What is required to be an ACO?

Eligible organizations must demonstrate that they are capable of doing the following:

  • Defining processes to promote care quality, report on costs, and coordinate care.
  • Developing a management and leadership structure for decision-making.
  • Developing a formal legal structure that allows the organization to receive and distribute bonuses to participating providers.
  • Including the primary care physicians (PCPs) of at least 5,000 Medicare beneficiaries
  • Providing CMS with a list of participating PCPs and specialists.
  • Having contracts in place with a core group of specialist physicians.
  • Participating for a minimum of three years.

What are the main challenges facing ACOs?

  • Governance – Establishing an entity that can manage risk and balance the interests of the various organizations and individuals involved. Creating a shared vision and commitment around the best way to provide care.
  • Physician participation – Recruiting and retaining primary and specialty physicians.
  • Technology – Adopting health information exchange technology that enables ACO participants to leverage existing information systems to exchange data across care locations, facilitate care collaboration, perform quality reporting and ensure all the data for fulfilling ACO objectives is captured.
  • Consumer acceptance – Educating patients on the benefits of coordinated care and ensuring them that the ACO will not skimp on care to save money.

What are the benefits to a hospital in participating in an ACO?

  • Better and demonstrable clinical outcomes.
  • Enhanced reputation for quality.
  • Physician loyalty.
  • Decreased costs of doing business.
  • Increased efficiency.
  • Improved affinity with the healthcare community.
  • Patient satisfaction.

What are the benefits to physicians for participating in an ACO?
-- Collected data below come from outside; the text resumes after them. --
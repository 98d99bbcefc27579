use hashbrown::hash_map::{HashMap, RawEntryMut};
use std::hash::BuildHasher;

use super::KeyToStr;

/// Internals used for keeping track of interned string ids.
/// Uses a HashMap with no value (w/ `()` as the value parameter) internally.
/// This acts as a mapping from string hash -> key, w/o double-storing the
/// actual contents of the string.
#[derive(Debug)]
pub struct StrToKey<H = crate::Hasher> {
    map: HashMap<usize, (), ()>,
    hasher: H,
}

impl<H: Default> StrToKey<H> {
    pub fn with_capacity(cap: usize) -> Self {
        Self {
            map: HashMap::with_capacity_and_hasher(cap, ()),
            hasher: H::default(),
        }
    }
}

impl<H: BuildHasher> StrToKey<H> {
    /// Return the key for `s`, pushing it into `key_to_str` if it's new.
    pub fn intern(&mut self, s: &str, key_to_str: &mut KeyToStr) -> usize {
        let hash = self.hasher.hash_one(s);
        let entry = self
            .map
            .raw_entry_mut()
            .from_hash(hash, |colliding_key| key_to_str.get(*colliding_key) == s);

        match entry {
            RawEntryMut::Occupied(entry) => *entry.into_key(),
            RawEntryMut::Vacant(entry) => {
                let new_k = key_to_str.push(s);
                entry.insert_with_hasher(hash, new_k, (), |colliding_key| {
                    self.hasher.hash_one(key_to_str.get(*colliding_key))
                });
                new_k
            }
        }
    }

    /// Return the key for `s` if it was interned before.
    pub fn find(&self, s: &str, key_to_str: &KeyToStr) -> Option<usize> {
        let hash = self.hasher.hash_one(s);
        self.map
            .raw_entry()
            .from_hash(hash, |colliding_key| key_to_str.get(*colliding_key) == s)
            .map(|(k, _)| *k)
    }
}
use anyhow::Result;

mod package;
pub use package::{ConfigValue, Configuration, Package};

/// Registry backed by package directories on disk.
mod dir;
pub use dir::DirRegistry;

/// Registry held entirely in memory.
mod memory;
pub use memory::MemoryRegistry;

/// Running init and finalize commands.
mod hook;

/// Name of the manifest file inside a package directory.
pub const MANIFEST_FILE: &str = "package.vtpkg";

#[derive(thiserror::Error, Debug)]
pub enum Error {
    #[error("Package '{0}' is missing.")]
    NotFound(String),
    #[error("Invalid manifest for package '{0}': {1}")]
    InvalidManifest(String, String),
    #[error("Unknown field \"{1}\" in manifest for package '{0}'")]
    UnknownField(String, String),
    #[error("Field \"{1}\" in manifest for package '{0}' must be a single value, not a list")]
    ExpectedSingleValue(String, String),
    #[error("Package '{0}' requires \"{1}\", which does not exist")]
    MissingRequirement(String, String),
    #[error("Package '{0}' failed to initialize: {1}")]
    InitializationFailed(String, String),
}

/// The outside world as the package manager sees it:
/// somewhere to find package metadata, and the callbacks that
/// actually bring a package up and tear it down.
pub trait Registry {
    /// Codepaths of every package that could be enabled.
    fn available(&self) -> Result<Vec<String>>;

    /// Load metadata for the package at `codepath`. This does not initialize it.
    fn load(&mut self, codepath: &str) -> Result<Package>;

    /// Check that everything the package needs from its environment is present.
    fn check_requirements(&self, _package: &Package) -> Result<()> {
        Ok(())
    }

    /// Initialize `package`. Called at most once per enabled package,
    /// after all of its dependencies were initialized.
    fn initialize(&mut self, package: &Package) -> Result<()>;

    /// Tear down an initialized package. Failures are the registry's to report.
    fn finalize(&mut self, _package: &Package) {}
}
  • Improved office workflow efficiencies.
  • Ease of access to key clinical information.
  • Increased care coordination and enhanced communication with all members of the patient’s care team.
  • Ability to manage difficult cases that require multiple visits and involve multiple providers.  
  • Improved application of evidence-based medicine through disease management protocols and clinical decision support.
  • “Hassle-free” clinical practice and enormous increase in physician and staff job satisfaction.

What are the benefits to patients?

  • Coordinated care across both physician offices and hospitals.
  • Better health outcomes.
  • Availability of full medical history accessible by all members of the care team and in case of emergency.
  • The end to repeatedly filling out forms on medical history.
  • The end to repeats of unnecessary tests.
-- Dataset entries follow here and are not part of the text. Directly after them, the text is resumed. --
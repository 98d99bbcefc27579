use std::io::{stderr, Read, Write};
use std::path::Path;
use std::process::{Command, ExitStatus, Stdio};
use std::thread;

use anyhow::{Context, Result};

use crate::Package;

/// Result of running a package hook.
pub struct HookOutput {
    pub status: ExitStatus,
    /// Everything the hook wrote to stderr.
    pub stderr: String,
}

impl HookOutput {
    /// Last non-empty line of stderr, for error messages.
    pub fn last_error_line(&self) -> Option<&str> {
        self.stderr.lines().rev().find(|line| !line.trim().is_empty())
    }
}

/// Run `cmd` with `sh -c` in the package's directory.
/// Stdout is forwarded to our stderr when `echo` is set; stderr is always captured
/// and also forwarded when `echo` is set.
pub fn run_hook(package: &Package, cmd: &str, echo: bool) -> Result<HookOutput> {
    let mut command = Command::new("sh");
    command
        .arg("-c")
        .arg(cmd)
        .env("VTPKG_IDENTIFIER", &package.identifier)
        .env("VTPKG_CODEPATH", &package.codepath)
        .stdin(Stdio::null())
        .stdout(Stdio::piped())
        .stderr(Stdio::piped());
    if let Some(dir) = &package.dir {
        command.current_dir(dir);
    }

    log::debug!(
        "running hook for {} in {}: {cmd}",
        package.identifier,
        package.dir.as_deref().unwrap_or(Path::new(".")).display(),
    );

    let mut child = command
        .spawn()
        .with_context(|| format!("spawning hook for package '{}'", package.identifier))?;

    let child_out = child.stdout.take().context("attaching to hook stdout")?;
    let child_err = child.stderr.take().context("attaching to hook stderr")?;

    let thread_out = thread::spawn(move || communicate(child_out, echo));
    let thread_err = thread::spawn(move || communicate(child_err, echo));

    // a panicked reader thread only loses output; the exit status still counts.
    let _ = thread_out.join();
    let captured_err = thread_err.join().unwrap_or_else(|_| Ok(Vec::new()));

    let status = child.wait().context("waiting on hook process")?;
    log::debug!("hook for {} finished with {status}", package.identifier);

    Ok(HookOutput {
        status,
        stderr: String::from_utf8_lossy(&captured_err?).into_owned(),
    })
}

fn communicate<R: Read>(mut stream: R, echo: bool) -> std::io::Result<Vec<u8>> {
    let mut captured = Vec::new();
    let mut buf = [0u8; 1024];
    loop {
        let num_read = stream.read(&mut buf)?;
        if num_read == 0 {
            break;
        }

        let buf = &buf[..num_read];
        captured.extend_from_slice(buf);
        if echo {
            stderr().write_all(buf)?;
        }
    }

    Ok(captured)
}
What is the technology foundation required to adequately support an ACO?

  • Integration across disparate applications and care settings.
  • A unified view of the patient across institutions and encounters.
  • Continuous live updates from participating entities and alerts of such updates to ensure timely care coordination across all responsible parties.
  • Disease and case-continuity process and data views tuned for care, outcomes, and bundled-payment contracting.
  • Management consoles that enable tracking of a patient’s care across all settings for administrative decision-making and reimbursement management.
  • Aggregation of population records to enable reporting on quality measures such as follow-up frequencies, readmission rates, and preventative care.

Are ACOs going to be “the answer?”

Regardless of whether ACOs take center stage or play a supporting role in the evolving healthcare landscape, one thing providers can bank on is that care-delivery reform is inevitable. Government, commercial payers, and self-insured plan sponsors will implement dramatic changes to put the health system on more solid and efficient footing to reduce costs and improve patient health outcomes. Whatever shape these reforms take, a technology infrastructure that enables an end-to-end, holistic view of the business and delivery of care will play a critical role and should be top of mind as organizations prepare for the future healthcare landscape.